Opinions/Canadian Copywriter
Justin Trudeau
Brian Mulroney

When Brian Mulroney took over the leadership of the Progressive Conservative Party, we remember wondering how such a travesty of justice could possibly occur -- because we saw him as a man who was constantly entranced by the government trough and the trappings of government since the day he entered the political spotlight. Sure, he gave us Free Trade (which has worked out well -- yet we believe that Free Trade was more a product of the tenacity of the dearly departed Simon Reisman) and then he gave us the GST (which has not worked out so well). And he's also given us a lot of other things such as Meech Lake which was an enormous waste of time and money. Then, he sued Canada and won $2.5 million. And now, with Karl Hans Schreiber, he's accepted thousands of dollars from private business under the table and left Canadians with legal bills to the tune of $2 million dollars to prove his innocence (which hasn't been proven at all).

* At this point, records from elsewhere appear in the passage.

//! Media resolution boundary
//!
//! Turns raw user input (free text or a direct media URL) into exactly
//! one playable [`Track`]. Resolution is delegated to an external
//! resolver service; this module owns only the boundary contract and
//! the HTTP adapter. No playlist/multi-track resolution.

use crate::error::{Error, Result};
use async_trait::async_trait;
use jockey_common::human_time::format_track_duration;
use jockey_common::Track;
use serde::Deserialize;
use tracing::debug;

/// Classify raw input as a direct media URL vs a free-text search.
///
/// Matches the hosts the original bot recognized; anything else goes
/// through top-1 search.
pub fn is_direct_url(input: &str) -> bool {
    input.contains("youtube.com") || input.contains("youtu.be")
}

/// Boundary contract to the external media resolver.
///
/// Either path yields exactly one Track:
/// - direct URL: resolve a single exact match, [`Error::InvalidSource`]
///   on failure
/// - free text: top-1 search, [`Error::NoResults`] when empty
#[async_trait]
pub trait MediaResolver: Send + Sync {
    /// Resolve a direct media URL to its metadata.
    async fn resolve_url(&self, url: &str) -> Result<ResolvedMedia>;

    /// Top-1 search for free-text input. `Ok(None)` means no match.
    async fn search(&self, query: &str) -> Result<Option<ResolvedMedia>>;
}

/// Candidate returned by the resolver before it becomes a Track.
#[derive(Debug, Clone, Deserialize)]
pub struct ResolvedMedia {
    pub title: String,
    /// Duration in whole seconds; absent when the resolver cannot tell
    pub duration_secs: Option<u64>,
    pub thumbnail: Option<String>,
    /// Playable source locator, opaque to the daemon
    pub source: String,
}

impl ResolvedMedia {
    /// Build the immutable Track handed to the queue.
    pub fn into_track(self, requested_by: &str) -> Track {
        let duration_display = match self.duration_secs {
            Some(secs) => format_track_duration(secs),
            None => "Unknown".to_string(),
        };
        Track {
            title: self.title,
            duration_display,
            thumbnail: self.thumbnail,
            source: self.source,
            requested_by: requested_by.to_string(),
        }
    }
}

/// Resolve user input into one Track via the appropriate path.
pub async fn resolve_input(
    resolver: &dyn MediaResolver,
    input: &str,
    requested_by: &str,
) -> Result<Track> {
    let media = if is_direct_url(input) {
        debug!("Resolving direct URL: {}", input);
        resolver.resolve_url(input).await?
    } else {
        debug!("Searching for: {}", input);
        resolver
            .search(input)
            .await?
            .ok_or_else(|| Error::NoResults(input.to_string()))?
    };
    Ok(media.into_track(requested_by))
}

/// HTTP adapter against a resolver sidecar service.
///
/// The sidecar exposes `GET /resolve?url=` for exact-match URL lookups
/// and `GET /search?q=` for top-1 search, both returning a
/// [`ResolvedMedia`] JSON body. Search answers 404 when nothing
/// matched.
pub struct HttpResolver {
    client: reqwest::Client,
    base_url: String,
}

impl HttpResolver {
    pub fn new(client: reqwest::Client, base_url: impl Into<String>) -> Self {
        let mut base_url = base_url.into();
        while base_url.ends_with('/') {
            base_url.pop();
        }
        Self { client, base_url }
    }
}

#[async_trait]
impl MediaResolver for HttpResolver {
    async fn resolve_url(&self, url: &str) -> Result<ResolvedMedia> {
        let response = self
            .client
            .get(format!("{}/resolve", self.base_url))
            .query(&[("url", url)])
            .send()
            .await
            .map_err(|e| Error::InvalidSource(format!("{url}: {e}")))?;

        if !response.status().is_success() {
            return Err(Error::InvalidSource(url.to_string()));
        }

        response
            .json::<ResolvedMedia>()
            .await
            .map_err(|e| Error::InvalidSource(format!("{url}: {e}")))
    }

    async fn search(&self, query: &str) -> Result<Option<ResolvedMedia>> {
        let response = self
            .client
            .get(format!("{}/search", self.base_url))
            .query(&[("q", query), ("limit", "1")])
            .send()
            .await
            .map_err(|e| Error::NoResults(format!("{query}: {e}")))?;

        if response.status() == reqwest::StatusCode::NOT_FOUND {
            return Ok(None);
        }
        if !response.status().is_success() {
            return Err(Error::NoResults(query.to_string()));
        }

        let media = response
            .json::<ResolvedMedia>()
            .await
            .map_err(|e| Error::NoResults(format!("{query}: {e}")))?;
        Ok(Some(media))
    }
}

A federal judge had found him guilty of tampering and lying to the courts -- yet nobody is prosecuting this guy! He got away with it! He is living a comfortable life as a millionaire in his mansion in Palm Springs, Florida almost a stone's throw from Donald Trump's mansion (Hell, the guy doesn't even live in Canada anymore. We're all freezing our butts off while Mr. "Privileged" basks in the sun. With all the money he's earned over his career, he should be very well off and not needing to rely on lobbyists to pay him under the table. Surely we're not political pundits but from the very beginning, we saw Brian Mulroney as a man who was intent on enriching himself at the expense of taxpayers and we believe we were right. Mr. Mulroney's career will always pale in comparison to the real statesmen such as Pierre Trudeau, Robert Stanfield, Joe Clark and Lester Pearson. He has lived the high life and has been nothing but a money drain on Canada, which is especially reprehensible given the state of our economy today. But watch out! You'd better not complain -- because Mr. Mulroney may be lurking around the corner, just waiting to slap a lawsuit on you. We believe that Mr. Mulroney's legacy to the Canadian people is that "it's our responsibility to get out and vote to keep these narcissistic carpetbaggers (usually lawyers) from holding public office.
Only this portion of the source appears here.